_GIVEN RECORDS_

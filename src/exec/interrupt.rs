// src/exec/interrupt.rs

//! One-shot forwarding of host interrupts to a single child.

use nix::sys::signal::{kill, Signal};
use nix::unistd::Pid;
use tokio::signal::unix::{signal, SignalKind, Signal as SignalStream};
use tokio::sync::oneshot;
use tracing::{debug, info, warn};

/// Host signal listeners, registered before the child is spawned so that
/// registration errors surface while nothing is running yet.
pub struct InterruptListener {
    sigint: SignalStream,
    sigterm: SignalStream,
}

impl std::fmt::Debug for InterruptListener {
    fn fmt(&self, f: &mut std::fmt::Formatter<'_>) -> std::fmt::Result {
        f.debug_struct("InterruptListener").finish_non_exhaustive()
    }
}

impl InterruptListener {
    pub fn register() -> std::io::Result<Self> {
        Ok(Self {
            sigint: signal(SignalKind::interrupt())?,
            sigterm: signal(SignalKind::terminate())?,
        })
    }

    /// Forward the first SIGINT/SIGTERM the host receives to `pid` as SIGTERM.
    ///
    /// Dropping the returned sender disarms the forwarder.
    pub fn arm(mut self, pid: u32) -> oneshot::Sender<()> {
        let (close_tx, close_rx) = oneshot::channel::<()>();

        tokio::spawn(async move {
            tokio::select! {
                _ = self.sigint.recv() => forward(pid, "SIGINT"),
                _ = self.sigterm.recv() => forward(pid, "SIGTERM"),
                _ = close_rx => {
                    debug!(pid, "interrupt forwarding closed");
                }
            }
        });

        close_tx
    }
}

fn forward(pid: u32, received: &str) {
    info!(pid, received, "host interrupted; sending SIGTERM to child");
    if let Err(e) = kill(Pid::from_raw(pid as i32), Signal::SIGTERM) {
        warn!(pid, error = %e, "failed to forward interrupt to child");
    }
}
// src/exec/command.rs

//! Immutable description of a command to spawn.

use std::path::{Path, PathBuf};
use std::process::Stdio;

use tokio::process::Command;

/// Wrapper used for non-interactive privilege escalation.
const SUDO: &str = "sudo";

/// Where the child's environment starts from before the overlay is applied.
#[derive(Debug, Clone, PartialEq, Eq, Default)]
pub enum EnvBase {
    /// Inherit the host environment as it is at spawn time.
    #[default]
    Inherit,
    /// Start from an empty environment (full replace).
    Empty,
    /// Start from a copy of the host environment taken at build time.
    Snapshot(Vec<(String, String)>),
}

/// A fully-resolved command: program, arguments, environment, working dir.
///
/// Built once with [`CommandSpecBuilder`] and never changed afterwards; every
/// process started from it sees exactly this configuration.
#[derive(Debug, Clone, PartialEq, Eq)]
pub struct CommandSpec {
    program: String,
    args: Vec<String>,
    env_base: EnvBase,
    env: Vec<(String, String)>,
    cwd: Option<PathBuf>,
    privileged: bool,
    stderr_only: bool,
}

impl CommandSpec {
    pub fn builder(program: impl Into<String>) -> CommandSpecBuilder {
        CommandSpecBuilder::new(program)
    }

    /// Shorthand for a command with just a program and arguments.
    pub fn new<I, S>(program: impl Into<String>, args: I) -> Self
    where
        I: IntoIterator<Item = S>,
        S: Into<String>,
    {
        CommandSpecBuilder::new(program).args(args).build()
    }

    pub fn program(&self) -> &str {
        &self.program
    }

    pub fn args(&self) -> &[String] {
        &self.args
    }

    pub fn env_base(&self) -> &EnvBase {
        &self.env_base
    }

    pub fn env(&self) -> &[(String, String)] {
        &self.env
    }

    pub fn cwd(&self) -> Option<&Path> {
        self.cwd.as_deref()
    }

    pub fn is_privileged(&self) -> bool {
        self.privileged
    }

    /// Whether stdout is left unpiped (sent to the null device).
    pub fn is_stderr_only(&self) -> bool {
        self.stderr_only
    }

    fn needs_escalation(&self) -> bool {
        self.privileged && !nix::unistd::geteuid().is_root()
    }

    /// The program that will actually be executed.
    ///
    /// A privileged command run by a non-root user goes through `sudo -n`, which
    /// fails immediately instead of prompting for a password.
    pub fn resolved_program(&self) -> &str {
        if self.needs_escalation() {
            SUDO
        } else {
            &self.program
        }
    }

    pub fn resolved_args(&self) -> Vec<String> {
        if self.needs_escalation() {
            let mut args = Vec::with_capacity(self.args.len() + 2);
            args.push("-n".to_string());
            args.push(self.program.clone());
            args.extend(self.args.iter().cloned());
            args
        } else {
            self.args.clone()
        }
    }

    /// Resolved command line, for logs.
    pub fn display_command(&self) -> String {
        let mut line = self.resolved_program().to_string();
        for arg in self.resolved_args() {
            line.push(' ');
            line.push_str(&arg);
        }
        line
    }

    /// Build the `tokio::process::Command` for this command.
    ///
    /// stdin and stderr are always piped; stdout is piped unless the command is
    /// stderr-only.
    pub fn to_command(&self) -> Command {
        let mut cmd = Command::new(self.resolved_program());
        cmd.args(self.resolved_args());

        match &self.env_base {
            EnvBase::Inherit => {}
            EnvBase::Empty => {
                cmd.env_clear();
            }
            EnvBase::Snapshot(vars) => {
                cmd.env_clear();
                cmd.envs(vars.iter().map(|(k, v)| (k.as_str(), v.as_str())));
            }
        }
        cmd.envs(self.env.iter().map(|(k, v)| (k.as_str(), v.as_str())));

        if let Some(dir) = &self.cwd {
            cmd.current_dir(dir);
        }

        let stdout = if self.stderr_only {
            Stdio::null()
        } else {
            Stdio::piped()
        };

        cmd.stdin(Stdio::piped())
            .stdout(stdout)
            .stderr(Stdio::piped())
            .kill_on_drop(true);

        cmd
    }
}

/// Builder for [`CommandSpec`].
#[derive(Debug, Clone)]
pub struct CommandSpecBuilder {
    spec: CommandSpec,
}

impl CommandSpecBuilder {
    pub fn new(program: impl Into<String>) -> Self {
        Self {
            spec: CommandSpec {
                program: program.into(),
                args: Vec::new(),
                env_base: EnvBase::Inherit,
                env: Vec::new(),
                cwd: None,
                privileged: false,
                stderr_only: false,
            },
        }
    }

    pub fn arg(mut self, arg: impl Into<String>) -> Self {
        self.spec.args.push(arg.into());
        self
    }

    pub fn args<I, S>(mut self, args: I) -> Self
    where
        I: IntoIterator<Item = S>,
        S: Into<String>,
    {
        self.spec.args.extend(args.into_iter().map(Into::into));
        self
    }

    /// Add one variable to the overlay.
    pub fn env(mut self, key: impl Into<String>, value: impl Into<String>) -> Self {
        self.spec.env.push((key.into(), value.into()));
        self
    }

    pub fn envs<I, K, V>(mut self, vars: I) -> Self
    where
        I: IntoIterator<Item = (K, V)>,
        K: Into<String>,
        V: Into<String>,
    {
        self.spec
            .env
            .extend(vars.into_iter().map(|(k, v)| (k.into(), v.into())));
        self
    }

    /// Replace the whole environment: the child sees only `vars`.
    pub fn replace_env<I, K, V>(mut self, vars: I) -> Self
    where
        I: IntoIterator<Item = (K, V)>,
        K: Into<String>,
        V: Into<String>,
    {
        self.spec.env_base = EnvBase::Empty;
        self.spec.env = vars.into_iter().map(|(k, v)| (k.into(), v.into())).collect();
        self
    }

    /// Freeze a copy of the host environment as the base.
    pub fn copy_host_env(mut self) -> Self {
        self.spec.env_base = EnvBase::Snapshot(std::env::vars().collect());
        self
    }

    pub fn current_dir(mut self, dir: impl Into<PathBuf>) -> Self {
        self.spec.cwd = Some(dir.into());
        self
    }

    pub fn privileged(mut self, privileged: bool) -> Self {
        self.spec.privileged = privileged;
        self
    }

    pub fn stderr_only(mut self, stderr_only: bool) -> Self {
        self.spec.stderr_only = stderr_only;
        self
    }

    pub fn build(self) -> CommandSpec {
        self.spec
    }
}
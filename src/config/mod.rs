// src/config/mod.rs

//! Configuration loading and validation for procvisor.
//!
//! Responsibilities:
//! - Define the TOML-backed data model (`model.rs`).
//! - Load a config file from disk (`loader.rs`).
//! - Validate settings before a supervisor is built from them (`validate.rs`).

pub mod loader;
pub mod model;
pub mod validate;

pub use loader::{default_config_path, load_and_validate, load_from_path, load_or_default};
pub use model::{ConfigFile, ProcessDefaults, RawConfigFile, SupervisorSettings};
#![allow(dead_code)]

use std::time::Duration;

pub use procvisor_test_utils::recorder::{LineRecorder, OutcomeRecorder};
pub use procvisor_test_utils::{init_tracing, with_timeout};

use procvisor::supervisor::{ProcessSupervisor, SupervisorSettings};

/// Supervisor with signal capture off, so tests never touch the host's
/// SIGINT/SIGTERM disposition.
pub fn quiet_supervisor() -> ProcessSupervisor {
    ProcessSupervisor::new(SupervisorSettings {
        capture_signals: false,
        ..SupervisorSettings::default()
    })
    .expect("build supervisor")
}

/// Poll `cond` every 10ms until it holds or `limit` elapses.
pub async fn eventually(limit: Duration, mut cond: impl FnMut() -> bool) -> bool {
    let deadline = tokio::time::Instant::now() + limit;
    loop {
        if cond() {
            return true;
        }
        if tokio::time::Instant::now() >= deadline {
            return false;
        }
        tokio::time::sleep(Duration::from_millis(10)).await;
    }
}
use tracing::level_filters::LevelFilter;

use procvisor::cli::LogLevel;
use procvisor::logging::{build_filter, parse_level_str};

#[test]
fn cli_level_wins_over_environment() {
    let filter = build_filter(Some(LogLevel::Warn), Some("trace"));
    assert_eq!(filter.max_level_hint(), Some(LevelFilter::WARN));
}

#[test]
fn bare_environment_level_is_used() {
    let filter = build_filter(None, Some(" Debug "));
    assert_eq!(filter.max_level_hint(), Some(LevelFilter::DEBUG));
}

#[test]
fn directive_strings_are_passed_through() {
    let filter = build_filter(None, Some("procvisor=trace,tokio=warn"));
    assert_eq!(filter.max_level_hint(), Some(LevelFilter::TRACE));
}

#[test]
fn defaults_to_info() {
    assert_eq!(build_filter(None, None).max_level_hint(), Some(LevelFilter::INFO));
    assert_eq!(build_filter(None, Some("")).max_level_hint(), Some(LevelFilter::INFO));
}

#[test]
fn level_names() {
    assert_eq!(parse_level_str("WARNING"), Some(tracing::Level::WARN));
    assert_eq!(parse_level_str("loud"), None);
}
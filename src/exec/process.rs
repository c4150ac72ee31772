// src/exec/process.rs

//! A single external command with configurable stdio handling.

use std::fmt;
use std::os::unix::process::ExitStatusExt;
use std::process::ExitStatus;
use std::sync::Arc;

use nix::sys::signal::{kill, Signal};
use nix::unistd::Pid;
use tokio::process::{Child, ChildStdin};
use tokio::sync::oneshot;
use tracing::{debug, info, warn};

use crate::errors::{ProcError, Result};
use crate::exec::command::CommandSpec;
use crate::exec::interrupt::InterruptListener;
use crate::exec::stdio::{CaptureBuffer, LineHook, StdioRouter, StreamRoute};
use crate::types::StreamKind;

/// Options for capture mode.
#[derive(Debug, Clone, Copy, Default, PartialEq, Eq)]
pub struct CaptureOptions {
    /// Also copy output to the parent's stdout/stderr.
    pub tee: bool,
    /// Also write stderr bytes into the stdout buffer.
    pub combine: bool,
}

/// How the child's output is handled.
#[derive(Debug, Clone, Copy, Default, PartialEq, Eq)]
pub enum OutputMode {
    /// Drained and discarded (line hooks still run).
    #[default]
    Drain,
    /// Copied byte-for-byte to the parent's stdout/stderr.
    Bind,
    /// Buffered in memory.
    Capture(CaptureOptions),
}

impl OutputMode {
    fn name(&self) -> &'static str {
        match self {
            OutputMode::Drain => "drain",
            OutputMode::Bind => "bind",
            OutputMode::Capture(_) => "capture",
        }
    }
}

/// Handles to the in-memory buffers of a capturing process.
#[derive(Debug, Clone, Default)]
pub struct CaptureBuffers {
    pub stdout: CaptureBuffer,
    pub stderr: CaptureBuffer,
}

/// One external command: spawn, route its output, wait for it.
///
/// Output mode and hooks must be chosen before [`AsyncProcess::start`]; the
/// command itself is fixed by its [`CommandSpec`].
pub struct AsyncProcess {
    spec: CommandSpec,
    mode: OutputMode,
    stdout_hook: Option<LineHook>,
    stderr_hook: Option<LineHook>,
    echo_stdout: bool,
    echo_stderr: bool,
    capture: Option<CaptureBuffers>,
    interrupt_bound: bool,
    interrupt_close: Option<oneshot::Sender<()>>,
    child: Option<Child>,
    pid: Option<u32>,
    stdin: Option<ChildStdin>,
    router: Option<StdioRouter>,
    reaped: bool,
    drained: bool,
    status: Option<ExitStatus>,
}

impl fmt::Debug for AsyncProcess {
    fn fmt(&self, f: &mut fmt::Formatter<'_>) -> fmt::Result {
        f.debug_struct("AsyncProcess")
            .field("spec", &self.spec)
            .field("mode", &self.mode)
            .field("pid", &self.pid)
            .field("status", &self.status)
            .finish_non_exhaustive()
    }
}

impl AsyncProcess {
    pub fn new(spec: CommandSpec) -> Self {
        Self {
            spec,
            mode: OutputMode::Drain,
            stdout_hook: None,
            stderr_hook: None,
            echo_stdout: false,
            echo_stderr: false,
            capture: None,
            interrupt_bound: false,
            interrupt_close: None,
            child: None,
            pid: None,
            stdin: None,
            router: None,
            reaped: false,
            drained: false,
            status: None,
        }
    }

    pub fn spec(&self) -> &CommandSpec {
        &self.spec
    }

    pub fn output_mode(&self) -> OutputMode {
        self.mode
    }

    /// OS process id, once started.
    pub fn id(&self) -> Option<u32> {
        self.pid
    }

    pub fn exit_status(&self) -> Option<ExitStatus> {
        self.status
    }

    /// Exit code of a finished process; `None` while running or when it was
    /// killed by a signal.
    pub fn exit_code(&self) -> Option<i32> {
        self.status.and_then(|s| s.code())
    }

    fn ensure_not_started(&self) -> Result<()> {
        if self.pid.is_some() {
            return Err(ProcError::AlreadyStarted);
        }
        Ok(())
    }

    /// Pass stdout/stderr straight through to the parent's streams.
    pub fn bind_stdio(&mut self) -> Result<&mut Self> {
        self.ensure_not_started()?;
        match self.mode {
            OutputMode::Bind => {}
            OutputMode::Capture(_) => {
                return Err(ProcError::OutputModeConflict {
                    requested: "bind",
                    active: self.mode.name(),
                });
            }
            OutputMode::Drain => self.mode = OutputMode::Bind,
        }
        Ok(self)
    }

    /// Buffer stdout/stderr in memory.
    pub fn capture_stdio(&mut self, options: CaptureOptions) -> Result<&mut Self> {
        self.ensure_not_started()?;
        match self.mode {
            OutputMode::Capture(_) => {}
            OutputMode::Bind => {
                return Err(ProcError::OutputModeConflict {
                    requested: "capture",
                    active: self.mode.name(),
                });
            }
            OutputMode::Drain => {
                self.mode = OutputMode::Capture(options);
                self.capture = Some(CaptureBuffers::default());
            }
        }
        Ok(self)
    }

    pub fn on_stdout_line<F>(&mut self, hook: F) -> Result<&mut Self>
    where
        F: Fn(&str) + Send + Sync + 'static,
    {
        self.ensure_not_started()?;
        self.stdout_hook = Some(Arc::new(hook));
        Ok(self)
    }

    pub fn on_stderr_line<F>(&mut self, hook: F) -> Result<&mut Self>
    where
        F: Fn(&str) + Send + Sync + 'static,
    {
        self.ensure_not_started()?;
        self.stderr_hook = Some(Arc::new(hook));
        Ok(self)
    }

    /// Copy one stream to the matching parent stream, whatever the mode.
    ///
    /// Used to echo a single stream, e.g. stderr of an otherwise quiet child.
    pub fn echo_stream(&mut self, kind: StreamKind) -> Result<&mut Self> {
        self.ensure_not_started()?;
        match kind {
            StreamKind::Stdout => self.echo_stdout = true,
            StreamKind::Stderr => self.echo_stderr = true,
        }
        Ok(self)
    }

    /// Forward SIGTERM to the child when the host gets SIGINT or SIGTERM.
    ///
    /// Can be installed once, before or after start. Note that listening for
    /// these signals replaces their default disposition for the whole host
    /// process.
    pub fn bind_interrupt_forwarding(&mut self) -> Result<&mut Self> {
        if self.interrupt_bound {
            return Err(ProcError::InterruptAlreadyBound);
        }
        self.interrupt_bound = true;

        if let (Some(pid), false) = (self.pid, self.reaped) {
            let listener = InterruptListener::register()?;
            self.interrupt_close = Some(listener.arm(pid));
        }
        Ok(self)
    }

    /// Handles to the capture buffers, if capture mode is on.
    pub fn capture_buffers(&self) -> Option<CaptureBuffers> {
        self.capture.clone()
    }

    /// Write end of the child's stdin. Dropping it closes the pipe.
    pub fn take_stdin(&mut self) -> Option<ChildStdin> {
        self.stdin.take()
    }

    pub fn stdout_buffer(&self) -> Result<Vec<u8>> {
        self.read_capture(|bufs| &bufs.stdout)
    }

    pub fn stderr_buffer(&self) -> Result<Vec<u8>> {
        self.read_capture(|bufs| &bufs.stderr)
    }

    fn read_capture(&self, pick: impl Fn(&CaptureBuffers) -> &CaptureBuffer) -> Result<Vec<u8>> {
        let bufs = self.capture.as_ref().ok_or(ProcError::CaptureNotEnabled)?;
        if !self.drained {
            return Err(ProcError::OutputPending);
        }
        Ok(pick(bufs).contents()?)
    }

    fn routes(&self) -> (StreamRoute, StreamRoute) {
        let mut stdout = StreamRoute {
            hook: self.stdout_hook.clone(),
            ..StreamRoute::default()
        };
        let mut stderr = StreamRoute {
            hook: self.stderr_hook.clone(),
            ..StreamRoute::default()
        };

        match (&self.mode, &self.capture) {
            (OutputMode::Bind, _) => {
                stdout.parent = true;
                stderr.parent = true;
            }
            (OutputMode::Capture(options), Some(bufs)) => {
                stdout.parent = options.tee;
                stderr.parent = options.tee;
                stdout.buffer = Some(bufs.stdout.clone());
                stderr.buffer = Some(bufs.stderr.clone());
                if options.combine && !self.spec.is_stderr_only() {
                    stderr.mirror = Some(bufs.stdout.clone());
                }
            }
            _ => {}
        }
        stdout.parent |= self.echo_stdout;
        stderr.parent |= self.echo_stderr;

        (stdout, stderr)
    }

    /// Launch the process without waiting for it. Returns the pid.
    pub fn start(&mut self) -> Result<u32> {
        self.ensure_not_started()?;

        let listener = if self.interrupt_bound {
            Some(InterruptListener::register()?)
        } else {
            None
        };

        info!(
            cmd = %self.spec.display_command(),
            cwd = ?self.spec.cwd(),
            "starting process"
        );

        let mut child = self
            .spec
            .to_command()
            .spawn()
            .map_err(|source| ProcError::Spawn {
                program: self.spec.program().to_string(),
                source,
            })?;

        let Some(pid) = child.id() else {
            // Only possible if the child was already reaped.
            return Err(ProcError::Other(anyhow::anyhow!(
                "spawned '{}' but it has no pid",
                self.spec.program()
            )));
        };

        self.stdin = child.stdin.take();
        let (stdout_route, stderr_route) = self.routes();
        self.router = Some(StdioRouter::spawn(
            pid,
            child.stdout.take(),
            child.stderr.take(),
            stdout_route,
            stderr_route,
        ));
        self.interrupt_close = listener.map(|l| l.arm(pid));
        self.child = Some(child);
        self.pid = Some(pid);

        debug!(pid, program = %self.spec.program(), "process started");
        Ok(pid)
    }

    /// Wait for the process to exit and its output to be fully drained.
    ///
    /// Equivalent to [`reap`](Self::reap) followed by [`drain`](Self::drain).
    /// A non-zero exit is reported as [`ProcError::Exited`].
    pub async fn wait(&mut self) -> Result<ExitStatus> {
        let reaped = self.reap().await;
        let drained = self.drain().await;

        let status = reaped?;
        if let Err(e) = drained {
            warn!(pid = self.pid, error = %e, "output routing failed");
            return Err(e);
        }
        self.check_status(status)
    }

    /// Wait for the OS process to exit, but not for its output.
    ///
    /// On return the pid has been reaped, stdin is closed and the interrupt
    /// forwarder is disarmed. The pipes may stay open for longer when a
    /// grandchild inherited them; [`drain`](Self::drain) waits for those.
    /// The exit status is returned as-is, without mapping failures.
    pub async fn reap(&mut self) -> Result<ExitStatus> {
        if let Some(status) = self.status {
            return Ok(status);
        }
        let Some(child) = self.child.as_mut() else {
            return Err(ProcError::NotStarted);
        };

        let waited = child.wait().await;
        if waited.is_err() {
            let _ = child.start_kill();
            let _ = child.wait().await;
        }
        self.reaped = true;
        drop(self.stdin.take());
        drop(self.interrupt_close.take());

        let status = waited.map_err(|source| ProcError::Wait {
            program: self.spec.program().to_string(),
            source,
        })?;
        self.status = Some(status);

        info!(
            pid = self.pid,
            program = %self.spec.program(),
            exit_code = status.code(),
            signal = status.signal(),
            "process exited"
        );
        Ok(status)
    }

    /// Wait for both output pipes to reach EOF and flush every destination.
    ///
    /// Capture buffers become readable once this returns. A drain error is
    /// reported once; later calls return `Ok(())`.
    pub async fn drain(&mut self) -> Result<()> {
        if self.pid.is_none() {
            return Ok(());
        }
        let drained = match self.router.take() {
            Some(router) => router.join().await,
            None => Ok(()),
        };
        self.drained = true;
        drained
    }

    /// Start, then wait.
    ///
    /// A failed spawn opens nothing; otherwise [`wait`](Self::wait) closes
    /// stdin, the pipes and the interrupt forwarder.
    pub async fn start_and_wait(&mut self) -> Result<ExitStatus> {
        self.start()?;
        self.wait().await
    }

    /// Deliver `signal` to the running child.
    pub fn signal(&self, signal: Signal) -> Result<()> {
        let pid = self.pid.ok_or(ProcError::NotStarted)?;
        if self.reaped {
            return Err(ProcError::Signal {
                pid,
                source: nix::errno::Errno::ESRCH,
            });
        }
        debug!(pid, ?signal, "signalling process");
        kill(Pid::from_raw(pid as i32), signal).map_err(|source| ProcError::Signal { pid, source })
    }

    fn check_status(&self, status: ExitStatus) -> Result<ExitStatus> {
        if status.success() {
            Ok(status)
        } else {
            Err(ProcError::Exited {
                program: self.spec.program().to_string(),
                code: status.code(),
                signal: status.signal(),
            })
        }
    }
}
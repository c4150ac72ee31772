pub mod builders;
pub mod recorder;

use std::sync::Once;
use tracing_subscriber::{fmt, EnvFilter};

static INIT: Once = Once::new();

/// Initialise tracing for tests.
///
/// - Uses `with_test_writer()`, so logs are captured per-test.
/// - The Rust test harness only prints captured output for **failing** tests
///   (unless you run with `-- --nocapture`).
///
/// Enable levels with e.g.:
/// `RUST_LOG=procvisor=debug cargo test`
pub fn init_tracing() {
    INIT.call_once(|| {
        let filter =
            EnvFilter::try_from_default_env().unwrap_or_else(|_| EnvFilter::new("info"));

        fmt()
            .with_env_filter(filter)
            .with_test_writer()
            .with_target(true)
            .init();
    });
}

/// Run a future with a 10-second timeout.
///
/// Child processes make these tests slower than pure in-memory ones, so the
/// budget is a bit more generous.
pub async fn with_timeout<F, T>(f: F) -> T
where
    F: std::future::Future<Output = T>,
{
    tokio::time::timeout(std::time::Duration::from_secs(10), f)
        .await
        .expect("Test timed out after 10 seconds")
}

_TASK DESCRIPTION_
Only a number is wanted here: the count of lines above that hold the word "captured".

_OUTPUT OF THE TASK_
2